INFORMATION PROVIDED »
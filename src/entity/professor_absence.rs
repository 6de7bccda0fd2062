use sea_orm::entity::prelude::*;

#[derive(Clone, Debug, PartialEq, DeriveEntityModel)]
#[sea_orm(table_name = "t_professor_absence")]
pub struct Model {
    #[sea_orm(primary_key)]
    pub id: i32,
    pub professor_id: i32,
    pub date: Date,
    pub hours: f64,
    pub reason: Option<String>,
    pub is_justified: bool,
    pub justification_document: Option<String>,
    pub recorded_by_id: Option<i32>,
    pub created_at: Option<DateTimeUtc>,
}

#[derive(Copy, Clone, Debug, EnumIter, DeriveRelation)]
pub enum Relation {}

impl ActiveModelBehavior for ActiveModel {}
use sea_orm::entity::prelude::*;

#[derive(Clone, Debug, PartialEq, DeriveEntityModel)]
#[sea_orm(table_name = "t_major_module")]
pub struct Model {
    #[sea_orm(primary_key)]
    pub id: i32,
    pub major_id: i32,
    pub module_id: i32,
    pub semester: i32,
    pub is_required: bool,
}

#[derive(Copy, Clone, Debug, EnumIter, DeriveRelation)]
pub enum Relation {}

impl ActiveModelBehavior for ActiveModel {}
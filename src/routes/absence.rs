use std::collections::HashMap;

use actix_web::{web, HttpResponse};
use chrono::{NaiveDate, Utc};
use log::error;
use sea_orm::{ActiveModelTrait, ColumnTrait, DatabaseConnection, EntityTrait, ModelTrait,
              QueryFilter, QueryOrder, Set};
use serde::{Deserialize, Serialize};

use crate::absence::{self, NewProfessorAbsence, NewStudentAbsence, ThresholdStatus};
use crate::auth::{require_admin, AuthUser};
use crate::config::AppConfig;
use crate::entity::{module, notification_log, professor_absence, professor_profile,
                    student_absence, student_profile, user};
use crate::error::AppError;
use crate::mailer::{threshold_exceeded_mail, threshold_warning_mail, Mailer};
use crate::response::ApiResponse;
use crate::routes::threshold::global_setting;
use crate::validate;

pub fn config(cfg: &mut web::ServiceConfig) {
    cfg.service(
        web::resource("/students")
            .route(web::post().to(create_student_absence))
            .route(web::get().to(list_student_absences)),
    )
    .service(
        web::resource("/students/{id}/toggle-justified")
            .route(web::post().to(toggle_student_absence_justified)),
    )
    .service(web::resource("/students/{id}").route(web::delete().to(delete_student_absence)))
    .service(
        web::resource("/professors")
            .route(web::post().to(create_professor_absence))
            .route(web::get().to(list_professor_absences)),
    )
    .service(web::resource("/professors/{id}").route(web::delete().to(delete_professor_absence)));
}

#[derive(Deserialize)]
#[serde(rename_all = "camelCase")]
struct CreateStudentAbsenceRequest {
    student_id: Option<i32>,
    module_id: Option<i32>,
    date: Option<NaiveDate>,
    hours: Option<f64>,
    reason: Option<String>,
    is_justified: Option<bool>,
}

#[derive(Serialize)]
#[serde(rename_all = "camelCase")]
struct CreateStudentAbsenceResponse {
    id: i32,
    total_hours: f64,
    threshold_status: ThresholdStatus,
    notification_sent: Option<ThresholdStatus>,
}

#[derive(Deserialize)]
#[serde(rename_all = "camelCase")]
struct ListStudentAbsencesQuery {
    student_id: Option<i32>,
    module_id: Option<i32>,
}

#[derive(Serialize)]
#[serde(rename_all = "camelCase")]
struct StudentAbsenceDto {
    id: i32,
    student_id: i32,
    student_name: Option<String>,
    module_id: i32,
    module_name: Option<String>,
    date: String,
    hours: f64,
    reason: Option<String>,
    is_justified: bool,
}

#[derive(Deserialize)]
#[serde(rename_all = "camelCase")]
struct CreateProfessorAbsenceRequest {
    professor_id: Option<i32>,
    date: Option<NaiveDate>,
    hours: Option<f64>,
    reason: Option<String>,
    is_justified: Option<bool>,
}

#[derive(Serialize)]
#[serde(rename_all = "camelCase")]
struct CreateProfessorAbsenceResponse {
    id: i32,
    total_hours: f64,
    total_days: f64,
    threshold_status: ThresholdStatus,
}

#[derive(Deserialize)]
#[serde(rename_all = "camelCase")]
struct ListProfessorAbsencesQuery {
    professor_id: Option<i32>,
}

#[derive(Serialize)]
#[serde(rename_all = "camelCase")]
struct ProfessorAbsenceDto {
    id: i32,
    professor_id: i32,
    professor_name: Option<String>,
    date: String,
    hours: f64,
    reason: Option<String>,
    is_justified: bool,
}

#[derive(Serialize)]
#[serde(rename_all = "camelCase")]
struct ToggleJustifiedResponse {
    is_justified: bool,
}

/// Records a student absence, then runs the threshold chain: recompute the
/// unjustified total, classify it, and mail the student when this record
/// crossed the warning or exceeded boundary. Mail and log failures never
/// undo the inserted record.
async fn create_student_absence(
    db: web::Data<DatabaseConnection>,
    config: web::Data<AppConfig>,
    mailer: web::Data<Mailer>,
    auth: AuthUser,
    payload: web::Json<CreateStudentAbsenceRequest>,
) -> Result<HttpResponse, AppError> {
    require_admin(&auth)?;

    let student_id = payload
        .student_id
        .ok_or_else(|| AppError::validation_field("studentId requis.", "studentId"))?;
    let module_id = payload
        .module_id
        .ok_or_else(|| AppError::validation_field("moduleId requis.", "moduleId"))?;
    let date = payload
        .date
        .ok_or_else(|| AppError::validation_field("date requise.", "date"))?;
    let hours = payload
        .hours
        .ok_or_else(|| AppError::validation_field("hours requis.", "hours"))?;
    validate::absence_hours(hours)?;
    validate::absence_date(date)?;
    let is_justified = payload.is_justified.unwrap_or(false);

    let student = student_profile::Entity::find_by_id(student_id)
        .one(db.get_ref())
        .await?
        .ok_or_else(|| AppError::not_found("Étudiant non trouvé.", "student"))?;
    let module = module::Entity::find_by_id(module_id)
        .one(db.get_ref())
        .await?
        .ok_or_else(|| AppError::not_found("Module non trouvé.", "module"))?;

    let inserted = absence::record_student_absence(
        db.get_ref(),
        NewStudentAbsence {
            student_id: student.id,
            module_id: module.id,
            date,
            hours,
            reason: payload.reason.clone(),
            is_justified,
            recorded_by_id: Some(auth.user_id),
        },
    )
    .await?;

    let added_hours = if is_justified { 0.0 } else { hours };
    let eval = absence::evaluate_student_absence(
        db.get_ref(),
        student.id,
        module.id,
        module.absence_threshold,
        added_hours,
        config.warning_percentage,
    )
    .await?;

    let mut notification_sent = None;
    if let Some(status) = eval.triggered() {
        notification_sent =
            notify_student(db.get_ref(), &mailer, &student, &module, &eval, status).await;
    }

    let response = CreateStudentAbsenceResponse {
        id: inserted.id,
        total_hours: eval.total_hours,
        threshold_status: eval.status,
        notification_sent,
    };
    Ok(HttpResponse::Created().json(ApiResponse::with_message(response, "Absence enregistrée.")))
}

/// Best-effort tail of the chain. Returns what was actually dispatched.
async fn notify_student(
    db: &DatabaseConnection,
    mailer: &Mailer,
    student: &student_profile::Model,
    module: &module::Model,
    eval: &absence::AbsenceEvaluation,
    status: ThresholdStatus,
) -> Option<ThresholdStatus> {
    let user = match user::Entity::find_by_id(student.user_id).one(db).await {
        Ok(Some(u)) => u,
        Ok(None) => return None,
        Err(e) => {
            error!("notification recipient lookup failed: {}", e);
            return None;
        }
    };

    let full_name = format!("{} {}", student.first_name, student.last_name);
    let (kind, mail) = if status == ThresholdStatus::Exceeded {
        (
            "threshold_exceeded",
            threshold_exceeded_mail(&full_name, &module.name, eval.total_hours, module.absence_threshold),
        )
    } else {
        let percentage =
            absence::absence_rate(eval.total_hours, module.absence_threshold).round() as i64;
        (
            "threshold_warning",
            threshold_warning_mail(
                &full_name,
                &module.name,
                eval.total_hours,
                module.absence_threshold,
                percentage,
            ),
        )
    };

    if let Err(e) = mailer.send(&user.email, &mail) {
        error!("failed to send threshold notification: {}", e);
    }

    let log_row = notification_log::ActiveModel {
        recipient_id: Set(user.id),
        notification_type: Set(kind.to_string()),
        subject: Set(mail.subject),
        message: Set(mail.body),
        sent_at: Set(Some(Utc::now())),
        is_read: Set(false),
        ..Default::default()
    };
    if let Err(e) = log_row.insert(db).await {
        error!("failed to record notification: {}", e);
    }

    Some(status)
}

async fn list_student_absences(
    db: web::Data<DatabaseConnection>,
    auth: AuthUser,
    query: web::Query<ListStudentAbsencesQuery>,
) -> Result<HttpResponse, AppError> {
    require_admin(&auth)?;

    let mut finder = student_absence::Entity::find().order_by_desc(student_absence::Column::Date);
    if let Some(student_id) = query.student_id {
        finder = finder.filter(student_absence::Column::StudentId.eq(student_id));
    }
    if let Some(module_id) = query.module_id {
        finder = finder.filter(student_absence::Column::ModuleId.eq(module_id));
    }
    let absences = finder.all(db.get_ref()).await?;

    let students: HashMap<i32, String> = student_profile::Entity::find()
        .all(db.get_ref())
        .await?
        .into_iter()
        .map(|s| (s.id, format!("{} {}", s.first_name, s.last_name)))
        .collect();
    let modules: HashMap<i32, String> = module::Entity::find()
        .all(db.get_ref())
        .await?
        .into_iter()
        .map(|m| (m.id, m.name))
        .collect();

    let list: Vec<StudentAbsenceDto> = absences
        .into_iter()
        .map(|a| StudentAbsenceDto {
            id: a.id,
            student_id: a.student_id,
            student_name: students.get(&a.student_id).cloned(),
            module_id: a.module_id,
            module_name: modules.get(&a.module_id).cloned(),
            date: a.date.to_string(),
            hours: a.hours,
            reason: a.reason,
            is_justified: a.is_justified,
        })
        .collect();
    Ok(HttpResponse::Ok().json(ApiResponse::data(list)))
}

async fn toggle_student_absence_justified(
    db: web::Data<DatabaseConnection>,
    auth: AuthUser,
    path: web::Path<i32>,
) -> Result<HttpResponse, AppError> {
    require_admin(&auth)?;

    let absence = student_absence::Entity::find_by_id(*path)
        .one(db.get_ref())
        .await?
        .ok_or_else(|| AppError::not_found("Absence non trouvée.", "absence"))?;

    let is_justified = !absence.is_justified;
    let active = student_absence::ActiveModel {
        id: Set(absence.id),
        is_justified: Set(is_justified),
        ..Default::default()
    };
    student_absence::Entity::update(active).exec(db.get_ref()).await?;

    let message = if is_justified { "Absence justifiée." } else { "Absence non justifiée." };
    Ok(HttpResponse::Ok()
        .json(ApiResponse::with_message(ToggleJustifiedResponse { is_justified }, message)))
}

async fn delete_student_absence(
    db: web::Data<DatabaseConnection>,
    auth: AuthUser,
    path: web::Path<i32>,
) -> Result<HttpResponse, AppError> {
    require_admin(&auth)?;

    let absence = student_absence::Entity::find_by_id(*path)
        .one(db.get_ref())
        .await?
        .ok_or_else(|| AppError::not_found("Absence non trouvée.", "absence"))?;
    absence.delete(db.get_ref()).await?;

    Ok(HttpResponse::Ok().json(ApiResponse::message("Absence supprimée.")))
}

/// Professor absences are evaluated against the global threshold but never
/// trigger mail; the status only travels back in the response.
async fn create_professor_absence(
    db: web::Data<DatabaseConnection>,
    auth: AuthUser,
    payload: web::Json<CreateProfessorAbsenceRequest>,
) -> Result<HttpResponse, AppError> {
    require_admin(&auth)?;

    let professor_id = payload
        .professor_id
        .ok_or_else(|| AppError::validation_field("professorId requis.", "professorId"))?;
    let date = payload
        .date
        .ok_or_else(|| AppError::validation_field("date requise.", "date"))?;
    let hours = payload
        .hours
        .ok_or_else(|| AppError::validation_field("hours requis.", "hours"))?;
    validate::absence_hours(hours)?;
    validate::absence_date(date)?;

    let professor = professor_profile::Entity::find_by_id(professor_id)
        .one(db.get_ref())
        .await?
        .ok_or_else(|| AppError::not_found("Professeur non trouvé.", "professor"))?;

    let inserted = absence::record_professor_absence(
        db.get_ref(),
        NewProfessorAbsence {
            professor_id: professor.id,
            date,
            hours,
            reason: payload.reason.clone(),
            is_justified: payload.is_justified.unwrap_or(false),
            recorded_by_id: Some(auth.user_id),
        },
    )
    .await?;

    let total_hours = absence::professor_absence_hours(db.get_ref(), professor.id, false).await?;
    let setting = global_setting(db.get_ref()).await?;
    let (threshold_hours, warning_percentage) = match &setting {
        Some(s) => (s.total_hours(), s.warning_percentage),
        None => (0.0, 50.0),
    };
    let status = absence::classify(total_hours, threshold_hours, warning_percentage);

    let response = CreateProfessorAbsenceResponse {
        id: inserted.id,
        total_hours,
        total_days: absence::hours_to_days(total_hours),
        threshold_status: status,
    };
    Ok(HttpResponse::Created().json(ApiResponse::with_message(response, "Absence enregistrée.")))
}

async fn list_professor_absences(
    db: web::Data<DatabaseConnection>,
    auth: AuthUser,
    query: web::Query<ListProfessorAbsencesQuery>,
) -> Result<HttpResponse, AppError> {
    require_admin(&auth)?;

    let mut finder =
        professor_absence::Entity::find().order_by_desc(professor_absence::Column::Date);
    if let Some(professor_id) = query.professor_id {
        finder = finder.filter(professor_absence::Column::ProfessorId.eq(professor_id));
    }
    let absences = finder.all(db.get_ref()).await?;

    let professors: HashMap<i32, String> = professor_profile::Entity::find()
        .all(db.get_ref())
        .await?
        .into_iter()
        .map(|p| (p.id, format!("{} {}", p.first_name, p.last_name)))
        .collect();

    let list: Vec<ProfessorAbsenceDto> = absences
        .into_iter()
        .map(|a| ProfessorAbsenceDto {
            id: a.id,
            professor_id: a.professor_id,
            professor_name: professors.get(&a.professor_id).cloned(),
            date: a.date.to_string(),
            hours: a.hours,
            reason: a.reason,
            is_justified: a.is_justified,
        })
        .collect();
    Ok(HttpResponse::Ok().json(ApiResponse::data(list)))
}

async fn delete_professor_absence(
    db: web::Data<DatabaseConnection>,
    auth: AuthUser,
    path: web::Path<i32>,
) -> Result<HttpResponse, AppError> {
    require_admin(&auth)?;

    let absence = professor_absence::Entity::find_by_id(*path)
        .one(db.get_ref())
        .await?
        .ok_or_else(|| AppError::not_found("Absence non trouvée.", "absence"))?;
    absence.delete(db.get_ref()).await?;

    Ok(HttpResponse::Ok().json(ApiResponse::message("Absence supprimée.")))
}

TASK STATEMENT »
Check every line of the entries above, and copy those that carry the string "chain".

RESULT OF THE TASK »
/// Records a student absence, then runs the threshold chain: recompute the
/// Best-effort tail of the chain. Returns what was actually dispatched.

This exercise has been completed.